Oefner's inspiration came from Werner Heisenberg's famous Uncertainty Principle. In quantum mechanics, this means that when you measure one property, such as momentum or energy, it's increasingly difficult to take an accurate reading of a second property like position or time. “I applied this idea to these six sculptures,” Oefner tells My Modern Met. “When you look at them from a distance, you can easily identify the object. However, if you start to get closer to observe the inside, the shape of the object starts to get distorted and vanishes completely. As an observer, you are never able to look at the object as a whole and its inner workings simultaneously. The more accurately we see one view, the less clearly we see the other. Your interaction with the sculpture ultimately determines its appearance.”

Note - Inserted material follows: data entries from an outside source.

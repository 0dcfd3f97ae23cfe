//! Token-bucket admission control for outbound calls
//!
//! Bursts up to `capacity` are admitted instantly, then calls are spaced at
//! `refill_rate_per_sec`. Waiting callers sleep for exactly the time until
//! the next token, never in fixed polling steps.

use parking_lot::Mutex;
use serde::{Deserialize, Serialize};
use std::collections::VecDeque;
use std::time::{Duration, Instant};
use tracing::debug;

const STATS_WINDOW: Duration = Duration::from_secs(60);

/// Pure bucket arithmetic
#[derive(Debug, Clone, Copy, PartialEq, Serialize, Deserialize)]
pub struct ThrottleState {
    pub tokens: f64,
    pub capacity: f64,
    pub refill_rate_per_sec: f64,
}

impl ThrottleState {
    /// Full bucket
    pub fn new(capacity: f64, refill_rate_per_sec: f64) -> Self {
        Self {
            tokens: capacity,
            capacity,
            refill_rate_per_sec,
        }
    }

    pub fn refill(&mut self, elapsed_secs: f64) {
        if elapsed_secs > 0.0 {
            let refilled = self.tokens + elapsed_secs * self.refill_rate_per_sec;
            self.tokens = refilled.min(self.capacity);
        }
    }

    /// Debit one token if available
    pub fn try_take(&mut self) -> bool {
        if self.tokens >= 1.0 {
            self.tokens -= 1.0;
            true
        } else {
            false
        }
    }

    /// Time until one whole token is available
    pub fn time_until_token(&self) -> Duration {
        if self.tokens >= 1.0 {
            return Duration::ZERO;
        }
        if self.refill_rate_per_sec <= 0.0 {
            return Duration::MAX;
        }
        // Rates small enough to overflow a Duration never refill in practice
        Duration::try_from_secs_f64((1.0 - self.tokens) / self.refill_rate_per_sec)
            .unwrap_or(Duration::MAX)
    }
}

/// Snapshot returned by [`Throttle::get_stats`]
#[derive(Debug, Clone, PartialEq, Serialize, Deserialize)]
pub struct ThrottleStats {
    pub tokens_available: f64,
    pub requests_last_minute: usize,
    pub requests_per_second: f64,
    pub burst_size: f64,
}

struct Inner {
    bucket: ThrottleState,
    last_refill: Instant,
    granted: VecDeque<Instant>,
}

impl Inner {
    fn refill(&mut self, now: Instant) {
        let elapsed = now.saturating_duration_since(self.last_refill);
        self.bucket.refill(elapsed.as_secs_f64());
        self.last_refill = now;
    }

    /// Take a token or report how long to wait for one
    fn admit(&mut self, now: Instant) -> Result<(), Duration> {
        self.refill(now);
        if self.bucket.try_take() {
            self.granted.push_back(now);
            Ok(())
        } else {
            Err(self.bucket.time_until_token())
        }
    }

    fn prune(&mut self, now: Instant) {
        while let Some(&t) = self.granted.front() {
            if now.saturating_duration_since(t) > STATS_WINDOW {
                self.granted.pop_front();
            } else {
                break;
            }
        }
    }
}

pub struct Throttle {
    inner: Mutex<Inner>,
}

impl Throttle {
    /// `burst_size` is the bucket capacity, at least one token
    pub fn new(requests_per_second: f64, burst_size: u32) -> Self {
        let capacity = f64::from(burst_size).max(1.0);
        Self {
            inner: Mutex::new(Inner {
                bucket: ThrottleState::new(capacity, requests_per_second),
                last_refill: Instant::now(),
                granted: VecDeque::new(),
            }),
        }
    }

    /// Admit without waiting
    pub fn try_acquire(&self) -> bool {
        self.inner.lock().admit(Instant::now()).is_ok()
    }

    /// Block until a token is available or `timeout` elapses
    ///
    /// Fails as soon as the next token is known to arrive after the
    /// deadline, since only elapsed time adds tokens.
    pub fn acquire(&self, timeout: Option<Duration>) -> bool {
        let deadline = timeout.map(|t| Instant::now() + t);
        loop {
            let now = Instant::now();
            let wait = match self.inner.lock().admit(now) {
                Ok(()) => return true,
                Err(wait) => wait,
            };
            match Self::bounded_wait(wait, deadline, now) {
                Some(sleep) => {
                    debug!(wait_ms = sleep.as_millis() as u64, "throttled");
                    std::thread::sleep(sleep);
                }
                None => return false,
            }
        }
    }

    pub async fn acquire_async(&self, timeout: Option<Duration>) -> bool {
        let deadline = timeout.map(|t| Instant::now() + t);
        loop {
            let now = Instant::now();
            let wait = match self.inner.lock().admit(now) {
                Ok(()) => return true,
                Err(wait) => wait,
            };
            match Self::bounded_wait(wait, deadline, now) {
                Some(sleep) => {
                    debug!(wait_ms = sleep.as_millis() as u64, "throttled");
                    tokio::time::sleep(sleep).await;
                }
                None => return false,
            }
        }
    }

    fn bounded_wait(wait: Duration, deadline: Option<Instant>, now: Instant) -> Option<Duration> {
        match deadline {
            None if wait == Duration::MAX => None,
            None => Some(wait),
            Some(d) => {
                let remaining = d.saturating_duration_since(now);
                if wait > remaining {
                    None
                } else {
                    Some(wait)
                }
            }
        }
    }

    pub fn get_stats(&self) -> ThrottleStats {
        let now = Instant::now();
        let mut inner = self.inner.lock();
        inner.refill(now);
        inner.prune(now);
        ThrottleStats {
            tokens_available: inner.bucket.tokens,
            requests_last_minute: inner.granted.len(),
            requests_per_second: inner.bucket.refill_rate_per_sec,
            burst_size: inner.bucket.capacity,
        }
    }
}

#[cfg(test)]
mod tests {
    use super::*;
    use proptest::prelude::*;

    #[test]
    fn test_burst_then_throttled() {
        let throttle = Throttle::new(1.0, 3);
        assert!(throttle.try_acquire());
        assert!(throttle.try_acquire());
        assert!(throttle.try_acquire());
        assert!(!throttle.try_acquire());
    }

    #[test]
    fn test_acquire_waits_for_refill() {
        let throttle = Throttle::new(20.0, 1);
        assert!(throttle.try_acquire());

        let start = Instant::now();
        assert!(throttle.acquire(Some(Duration::from_secs(2))));
        let waited = start.elapsed();
        assert!(waited >= Duration::from_millis(30), "waited {:?}", waited);
        assert!(waited < Duration::from_secs(2));
    }

    #[test]
    fn test_acquire_times_out() {
        let throttle = Throttle::new(0.5, 1);
        assert!(throttle.try_acquire());
        assert!(!throttle.acquire(Some(Duration::from_millis(20))));
    }

    #[test]
    fn test_stats_window() {
        let throttle = Throttle::new(100.0, 5);
        for _ in 0..4 {
            assert!(throttle.try_acquire());
        }
        let stats = throttle.get_stats();
        assert_eq!(stats.requests_last_minute, 4);
        assert_eq!(stats.burst_size, 5.0);
        assert_eq!(stats.requests_per_second, 100.0);
        assert!(stats.tokens_available <= 5.0);
    }

    #[test]
    fn test_time_until_token() {
        let mut state = ThrottleState::new(1.0, 2.0);
        assert_eq!(state.time_until_token(), Duration::ZERO);
        assert!(state.try_take());
        assert_eq!(state.time_until_token(), Duration::from_millis(500));
    }

    #[test]
    fn test_zero_burst_still_admits() {
        let throttle = Throttle::new(10.0, 0);
        assert_eq!(throttle.get_stats().burst_size, 1.0);
        assert!(throttle.try_acquire());
        assert!(throttle.acquire(Some(Duration::from_secs(1))));
    }

    #[test]
    fn test_tiny_rate_waits_forever() {
        let state = ThrottleState {
            tokens: 0.0,
            capacity: 1.0,
            refill_rate_per_sec: 1e-300,
        };
        assert_eq!(state.time_until_token(), Duration::MAX);

        let throttle = Throttle::new(1e-300, 1);
        assert!(throttle.try_acquire());
        // Unbounded wait with no refill in sight gives up instead of sleeping
        assert!(!throttle.acquire(None));
    }

    #[tokio::test]
    async fn test_acquire_async() {
        let throttle = Throttle::new(50.0, 1);
        assert!(throttle.acquire_async(None).await);
        assert!(throttle.acquire_async(Some(Duration::from_secs(1))).await);
    }

    proptest! {
        #[test]
        fn prop_tokens_stay_within_bounds(
            capacity in 1u32..20,
            rate in 0.1f64..50.0,
            ops in proptest::collection::vec((0.0f64..5.0, any::<bool>()), 0..200),
        ) {
            let mut state = ThrottleState::new(f64::from(capacity), rate);
            for (elapsed, take) in ops {
                state.refill(elapsed);
                if take {
                    state.try_take();
                }
                prop_assert!(state.tokens >= 0.0);
                prop_assert!(state.tokens <= state.capacity);
            }
        }
    }
}
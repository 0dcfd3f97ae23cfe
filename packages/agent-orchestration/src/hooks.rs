use crate::orchestrator::RunSummary;
use tracing::{info, warn};

/// Called once per run, after the index and checkpoint are settled
pub trait CompletionHook: Send + Sync {
    fn on_complete(&self, summary: &RunSummary) -> anyhow::Result<()>;

    fn name(&self) -> &str {
        "hook"
    }
}

/// Logs the run summary at `info`
#[derive(Debug, Default, Clone, Copy)]
pub struct LoggingHook;

impl CompletionHook for LoggingHook {
    fn on_complete(&self, summary: &RunSummary) -> anyhow::Result<()> {
        info!(
            run_id = %summary.run_id,
            processed = summary.processed,
            successful = summary.successful,
            failed = summary.failed,
            modified = summary.modified,
            interrupted = summary.interrupted,
            "Run finished in {:.2}s ({:.1}% success, {} remaining)",
            summary.elapsed,
            summary.success_rate * 100.0,
            summary.remaining.len()
        );
        Ok(())
    }

    fn name(&self) -> &str {
        "logging"
    }
}

/// Closure-backed hook
pub struct FnHook<F> {
    name: String,
    f: F,
}

impl<F> FnHook<F>
where
    F: Fn(&RunSummary) -> anyhow::Result<()> + Send + Sync,
{
    pub fn new(name: impl Into<String>, f: F) -> Self {
        Self {
            name: name.into(),
            f,
        }
    }
}

impl<F> CompletionHook for FnHook<F>
where
    F: Fn(&RunSummary) -> anyhow::Result<()> + Send + Sync,
{
    fn on_complete(&self, summary: &RunSummary) -> anyhow::Result<()> {
        (self.f)(summary)
    }

    fn name(&self) -> &str {
        &self.name
    }
}

/// Run every hook; a failing hook is logged and does not stop the others
pub(crate) fn dispatch(hooks: &[std::sync::Arc<dyn CompletionHook>], summary: &RunSummary) {
    for hook in hooks {
        if let Err(e) = hook.on_complete(summary) {
            warn!(hook = hook.name(), "Completion hook failed: {:#}", e);
        }
    }
}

Each sculpture invites the viewer in to study its details and provides newfound intimacy with these familiar objects. The creative process is a painstaking one, as Oefner must create his own roadmap on how to dismantle each one, occasionally breaking them along the way. In fact, he needed to use two Leica cameras, as the first one was destroyed by the resin. As for how they were selected for the project, Oefner carefully considered the items he used and each one relates to the same theme—memory.
“They all record something,” Oefner shares. “With the camera, the tape recorder, and the black box it's obvious—they either record an image or a voice, a piece of music, etc. The clock keeps track of time or you could also say that it records it. The one thing a little less obvious is the sneakers. But to me, sneakers are like recording machines that keep track of our motion. The shoes used are 1985 Nike Cortez. I often wonder about all the different places around the world they were walked to…So, in a way, the series is about fragmentation or distortion of memory.”